PROBLEM TO WORK ON —
Using the entries below, copy out all lines where "SpanData" is found.

Top of SUPPLIED MATERIAL

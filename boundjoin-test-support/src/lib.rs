//! Shared test utilities used across boundjoin crates.

pub mod tracing {
    //! Recording layer utilities for capturing spans and events in tests.
    use std::collections::HashMap;
    use std::fmt;
    use std::sync::{Arc, Mutex};

    use tracing::field::{Field, Visit};
    use tracing::{Event, Level, Subscriber};
    use tracing_subscriber::Layer;
    use tracing_subscriber::layer::Context;
    use tracing_subscriber::registry::LookupSpan;

    /// Recording layer installed during tests to capture spans and events for
    /// later assertions. The layer records structured metadata so integration
    /// and behavioural tests can verify instrumentation deterministically.
    #[derive(Clone, Default)]
    pub struct RecordingLayer {
        spans: Arc<Mutex<Vec<SpanRecord>>>,
        events: Arc<Mutex<Vec<EventRecord>>>,
    }

    impl RecordingLayer {
        /// Returns a snapshot of the closed spans recorded by the layer in
        /// completion order so instrumentation can be asserted without holding
        /// the internal lock.
        ///
        /// # Examples
        /// ```
        /// use boundjoin_test_support::tracing::RecordingLayer;
        ///
        /// let layer = RecordingLayer::default();
        /// assert!(layer.spans().is_empty());
        /// ```
        #[must_use]
        pub fn spans(&self) -> Vec<SpanRecord> {
            self.spans.lock().expect("lock poisoned").clone()
        }

        /// Returns a snapshot of the emitted events recorded by the layer in
        /// emission order for verifying structured diagnostics in tests.
        ///
        /// # Examples
        /// ```
        /// use boundjoin_test_support::tracing::RecordingLayer;
        ///
        /// let layer = RecordingLayer::default();
        /// assert!(layer.events().is_empty());
        /// ```
        #[must_use]
        pub fn events(&self) -> Vec<EventRecord> {
            self.events.lock().expect("lock poisoned").clone()
        }

        /// Returns the first closed span called `name`.
        ///
        /// # Examples
        /// ```
        /// use boundjoin_test_support::tracing::RecordingLayer;
        /// use tracing_subscriber::layer::SubscriberExt;
        ///
        /// let layer = RecordingLayer::default();
        /// let subscriber = tracing_subscriber::registry().with(layer.clone());
        /// tracing::subscriber::with_default(subscriber, || {
        ///     tracing::info_span!("core.run", taxa = 4).in_scope(|| {});
        /// });
        /// let span = layer.span("core.run").expect("span recorded");
        /// assert_eq!(span.fields.get("taxa"), Some(&"4".to_owned()));
        /// ```
        #[must_use]
        pub fn span(&self, name: &str) -> Option<SpanRecord> {
            self.spans
                .lock()
                .expect("lock poisoned")
                .iter()
                .find(|span| span.name == name)
                .cloned()
        }

        /// Returns `true` when an event at `level` carried `message`.
        #[must_use]
        pub fn has_event(&self, level: Level, message: &str) -> bool {
            self.events
                .lock()
                .expect("lock poisoned")
                .iter()
                .any(|event| {
                    event.level == level
                        && event
                            .fields
                            .get("message")
                            .is_some_and(|value| value == message)
                })
        }
    }

    /// Snapshot of a closed span, including its name and recorded fields, used
    /// by tests to assert span metadata and field values.
    #[derive(Debug, Clone, PartialEq, Eq)]
    pub struct SpanRecord {
        /// Span name captured from the tracing metadata.
        pub name: String,
        /// Structured fields recorded against the span.
        pub fields: HashMap<String, String>,
    }

    /// Snapshot of an emitted tracing event, capturing its level, target, and
    /// structured fields so tests can assert diagnostic payloads precisely.
    #[derive(Debug, Clone, PartialEq, Eq)]
    pub struct EventRecord {
        /// Log level associated with the recorded event.
        pub level: Level,
        /// Event target string extracted from the metadata.
        pub target: String,
        /// Structured fields attached to the event.
        pub fields: HashMap<String, String>,
    }

    #[derive(Default)]
    struct SpanData {
        name: String,
        fields: HashMap<String, String>,
    }

    impl<S> Layer<S> for RecordingLayer
    where
        S: Subscriber + for<'span> LookupSpan<'span>,
    {
        fn on_new_span(
            &self,
            attrs: &tracing::span::Attributes<'_>,
            id: &tracing::span::Id,
            ctx: Context<'_, S>,
        ) {
            if let Some(span) = ctx.span(id) {
                let mut data = SpanData {
                    name: attrs.metadata().name().to_owned(),
                    fields: HashMap::new(),
                };
                attrs.record(&mut FieldRecorder {
                    fields: &mut data.fields,
                });
                span.extensions_mut().insert(data);
            }
        }

        fn on_record(
            &self,
            id: &tracing::span::Id,
            values: &tracing::span::Record<'_>,
            ctx: Context<'_, S>,
        ) {
            let Some(span) = ctx.span(id) else {
                return;
            };
            let mut extensions = span.extensions_mut();
            let Some(data) = extensions.get_mut::<SpanData>() else {
                return;
            };
            values.record(&mut FieldRecorder {
                fields: &mut data.fields,
            });
        }

        fn on_close(&self, id: tracing::span::Id, ctx: Context<'_, S>) {
            let Some(span) = ctx.span(&id) else {
                return;
            };
            let Some(data) = span.extensions_mut().remove::<SpanData>() else {
                return;
            };
            self.spans.lock().expect("lock poisoned").push(SpanRecord {
                name: data.name,
                fields: data.fields,
            });
        }

        fn on_event(&self, event: &Event<'_>, _ctx: Context<'_, S>) {
            let mut fields = HashMap::new();
            event.record(&mut FieldRecorder {
                fields: &mut fields,
            });
            self.events
                .lock()
                .expect("lock poisoned")
                .push(EventRecord {
                    level: *event.metadata().level(),
                    target: event.metadata().target().to_owned(),
                    fields,
                });
        }
    }

    struct FieldRecorder<'a> {
        fields: &'a mut HashMap<String, String>,
    }

    impl Visit for FieldRecorder<'_> {
        fn record_bytes(&mut self, field: &Field, value: &[u8]) {
            let mut encoded = String::with_capacity(value.len() * 2);
            for byte in value {
                use std::fmt::Write as _;
                let _ = write!(&mut encoded, "{byte:02x}");
            }
            self.fields.insert(field.name().to_owned(), encoded);
        }

        fn record_debug(&mut self, field: &Field, value: &dyn fmt::Debug) {
            self.fields
                .insert(field.name().to_owned(), format!("{value:?}"));
        }

        fn record_str(&mut self, field: &Field, value: &str) {
            self.fields
                .insert(field.name().to_owned(), value.to_owned());
        }

        fn record_error(&mut self, field: &Field, value: &(dyn std::error::Error + 'static)) {
            self.fields
                .insert(field.name().to_owned(), value.to_string());
        }

        fn record_bool(&mut self, field: &Field, value: bool) {
            self.fields
                .insert(field.name().to_owned(), value.to_string());
        }

        fn record_i64(&mut self, field: &Field, value: i64) {
            self.fields
                .insert(field.name().to_owned(), value.to_string());
        }

        fn record_u64(&mut self, field: &Field, value: u64) {
            self.fields
                .insert(field.name().to_owned(), value.to_string());
        }

        fn record_i128(&mut self, field: &Field, value: i128) {
            self.fields
                .insert(field.name().to_owned(), value.to_string());
        }

        fn record_u128(&mut self, field: &Field, value: u128) {
            self.fields
                .insert(field.name().to_owned(), value.to_string());
        }

        fn record_f64(&mut self, field: &Field, value: f64) {
            self.fields
                .insert(field.name().to_owned(), value.to_string());
        }
    }
}

pub mod ci;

Bottom of SUPPLIED MATERIAL

FINAL ANSWER —
    struct SpanData {
                let mut data = SpanData {
            let Some(data) = extensions.get_mut::<SpanData>() else {
            let Some(data) = span.extensions_mut().remove::<SpanData>() else {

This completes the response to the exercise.